When we encode two columns of adjacent text on a numbered diary page using the <milestone> element, we continue the line numbering from column to column:
<lb n="19"/><milestone unit="column" n="1"/><p><date when="1871-04-01">Monday
<lb n="20"/>1<hi rend="sup;ul">st</hi> April
<lb n="22"/><milestone unit="column" n="2"/><space dim="horizontal" extent="1" unit="chars"/>Rain early every morn<supplied>-</supplied>
<lb n="23"/>-ing <space dim="horizontal" extent="1" unit="chars"/>I fear it will be <lb n="24"/>difficult to buy a canoe – The
We do not assign a separate line number to any text added by Livingstone above or below the line of text proper:
<lb n="2"/>what the Egyptians priests <add place="below">^</add> <add place="above">learned men</add> of remote antiquity
▲ 8. <w>
We use the <w> element to mark words that Livingstone breaks up over two lines. We also add the @break with the value of no to the <lb/> that falls between the two halves of the word. Livingstone's use of hyphens is erratic. Sometimes he hyphenates a word at the end of the first line, sometimes at the beginning of the second, sometimes in both places, sometimes in neither. We code each of these instances in the same way, but we also always supply a hyphen at the end of the line if Livingstone himself has failed to provide it.
Example #1 (no hyphen at all)
<lb n="7"/>I look <gap reason="deletion" extent="1" unit="chars"></gap> on the drove they brought <w>un<supplied>-</supplied>
<lb n="8" break="no"/>chained</w> with a sort of pleasure after
Example #2 (hyphen only in first line)
<lb n="30"/>by one of <persName>Dugumbe</persName>'s people after <w>finish-
<lb n="31" break="no"/>ing</w> a piece of work = said he was tired
Example #3 (hyphen only in second line)
<lb n="27"/>sorely needed to be employed <w>him<supplied>-</supplied>
<lb n="28" break="no"/>-self</w> in something else than penny
B. Textual Layout and Formatting Top ⤴
▲ 1. <space/> and Spacing between Words
a. We record the presence of an unusual space between words using the <space/> element:
<space dim="horizontal" extent="5" unit="chars"/>
The @extent attribute represents an approximation of character spaces between words. We have tagged all unusual spaces between words, whether the spaces appear to have semantic value or not:
which the <space dim="horizontal" extent="2" unit="chars"/> ancients may not have
the general level <space dim="horizontal" extent="3" unit="chars"/>It is covered with
In one instance (DLC297c_103-132_001v), we also record an unusual space between lines using the <space> element:
<space dim="vertical" extent="1" unit="lines"/>
However, in general we do not record unusual spaces at the beginning of manuscript lines, unless these spaces mark the opening of a new diary entry or paragraph. Although Livingstone attempts to write his text flush left, he is not always successful in this endeavor and, additionally, is sometimes forced to follow the ragged contours of his diary pages. We believe the effort needed to represent such highly erratic and inconsistent spacing practices would not be worth the benefit to be gained.

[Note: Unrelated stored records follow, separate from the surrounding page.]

//! Request and response bodies for the HTTP API.

use std::collections::BTreeMap;

use axum::{
    Json,
    http::StatusCode,
    response::{IntoResponse, Response},
};
use serde::{Deserialize, Serialize};

use crate::coach::Validation;
use crate::reports::StepSummary;

/// JSON error body `{ "error": "..." }` with a status code.
#[derive(Debug)]
pub struct ApiError {
    pub status: StatusCode,
    pub message: String,
}

impl ApiError {
    pub fn new(status: StatusCode, message: impl Into<String>) -> Self {
        Self {
            status,
            message: message.into(),
        }
    }

    pub fn bad_request(message: impl Into<String>) -> Self {
        Self::new(StatusCode::BAD_REQUEST, message)
    }

    pub fn not_found(message: impl Into<String>) -> Self {
        Self::new(StatusCode::NOT_FOUND, message)
    }

    pub fn internal(message: impl Into<String>) -> Self {
        Self::new(StatusCode::INTERNAL_SERVER_ERROR, message)
    }
}

impl IntoResponse for ApiError {
    fn into_response(self) -> Response {
        (
            self.status,
            Json(ErrorBody {
                error: self.message,
            }),
        )
            .into_response()
    }
}

#[derive(Debug, Clone, PartialEq, Eq, Serialize, Deserialize)]
pub struct ErrorBody {
    pub error: String,
}

/// `{ok: false, error}`, used where callers check an `ok` flag.
#[derive(Debug, Clone, PartialEq, Eq, Serialize, Deserialize)]
pub struct OkBody {
    pub ok: bool,
    #[serde(default, skip_serializing_if = "Option::is_none")]
    pub error: Option<String>,
}

impl OkBody {
    pub fn ok() -> Self {
        Self {
            ok: true,
            error: None,
        }
    }

    pub fn failed(error: impl Into<String>) -> Self {
        Self {
            ok: false,
            error: Some(error.into()),
        }
    }
}

#[derive(Debug, Serialize)]
pub struct HealthResponse {
    pub status: &'static str,
    pub backend: &'static str,
    pub responses: usize,
}

#[derive(Debug, Clone, Deserialize)]
pub struct GistRequest {
    #[serde(default)]
    pub text: String,
}

#[derive(Debug, Clone, Serialize, Deserialize)]
#[serde(rename_all = "camelCase")]
pub struct ValidateResponse {
    pub field_id: String,
    #[serde(flatten)]
    pub validation: Validation,
}

#[derive(Debug, Clone, Serialize, Deserialize)]
pub struct FollowupRequest {
    #[serde(default)]
    pub question: String,
    #[serde(default)]
    pub answer: String,
}

#[derive(Debug, Clone, Serialize, Deserialize)]
pub struct FollowupResponse {
    pub followup: String,
}

#[derive(Debug, Clone, Serialize, Deserialize)]
pub struct OptionRef {
    #[serde(default)]
    pub id: String,
    pub label: String,
}

#[derive(Debug, Clone, Serialize, Deserialize)]
#[serde(rename_all = "camelCase")]
pub struct DescribeRequest {
    pub question_id: String,
    #[serde(default)]
    pub options: Vec<OptionRef>,
}

#[derive(Debug, Clone, Serialize, Deserialize)]
pub struct DescribeResponse {
    pub descriptions: BTreeMap<String, String>,
}

#[derive(Debug, Clone, Serialize, Deserialize)]
#[serde(rename_all = "camelCase")]
pub struct ExamplesRequest {
    pub question_id: String,
    #[serde(default, skip_serializing_if = "Option::is_none")]
    pub role_id: Option<String>,
}

#[derive(Debug, Clone, Serialize, Deserialize)]
pub struct ExamplesResponse {
    pub examples: Vec<String>,
}

#[derive(Debug, Clone, Serialize)]
pub struct InsightsResponse {
    pub insights: String,
}

#[derive(Debug, Clone, Deserialize)]
pub struct LoginRequest {
    #[serde(default)]
    pub username: String,
    #[serde(default)]
    pub password: String,
}

#[derive(Debug, Clone, Serialize)]
pub struct StepsResponse {
    pub steps: Vec<StepSummary>,
}

#[derive(Debug, Clone, Deserialize)]
#[serde(rename_all = "camelCase")]
pub struct AggregateQuery {
    pub question_id: Option<String>,
}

b. Any space between the material contained in the <fw> element and the <p> element is recorded within the <fw> element:
<fw n="heading_CXXXIX">CXXXIX Journal = </fw><p><date when="1871-06-20">20<hi rend="sup;ul">th</hi> June 1871</date> - Two
Otherwise, the space at the beginning of a paragraph is always recorded with the <space/> element and within the <p> element, even if the space is only the extent of one character:
<p><space dim="horizontal" extent="1" unit="chars"/><date when="1871-06-29">29<hi rend="ul;sup">th</hi></date> <persName>Manilla</persName>'s foray burns ten
c. Livingstone’s spacing before and after the n-dash and the equal sign (=), his two main forms of punctuation, is highly erratic. At times he places a space before and/or after these characters, sometimes not. Our practice has been to place one space before and one space after these characters in every instance, unless the presence of a larger space necessitates the use of the <space/> element:
large goat = <foreign xml:lang="und">lokolia</foreign> colour or skin - Horns
palm oil - fowls - <space dim="horizontal" extent="2" unit="chars"/>Each is intensely in
In encoding a few instances where Livingstone uses a particularly long dash, we have used a series of three n-dashes. We have placed a space before and after the series, but have not inserted spaces between the individual n-dashes:
30 feet of depth at flood --- which
However, no space has been placed before an n-dash if it is used to hyphenate a word at the end of a line or at the beginning of a line:
<lb n="16"/>by which the irresponsible con-
<lb n="17"/>-clave brought the Indian command
d. On occasion Livingstone introduces or closes a citation by using quotation marks directly over an n-dash. In these cases we transcribe this as an n-dash directly succeeded or preceded by a quotation mark, without any intervening spaces:
▲ 2. <hi>
We record textual formatting using the <hi> element:
of <hi rend="ul">vanilla</hi> pods which the natives mix
The values we use for the @rend attribute include: sup (superscript), ul (underline), double-underline, overbar (overline), sc (small caps), cap (capital letters), vertical-line (for text that Livingstone writes perpendicularly to the rest of the text on the page), circled (for text Livingstone has circled, usually when editing). Multiple values are separated with a semicolon:
<date when="1871-04-16">16<hi rend="sup;ul">th</hi> April</date>
C. Additions and Deletions Top ⤴
▲ 1. <add>
We use the <add> element to record additions made to the manuscript by Livingstone himself:
your Lordship that <add place="below">^</add> <add place="above">at last</add> I have succeeded in
In the majority of cases, Livingstone marks the place of addition with a caret, which is recorded as above. The values we use for the @place attribute include: above, below, inline, marginright, marginleft, overright, overleft, subbelow, subright, subleft, supabove, supright, supleft, underright, underleft.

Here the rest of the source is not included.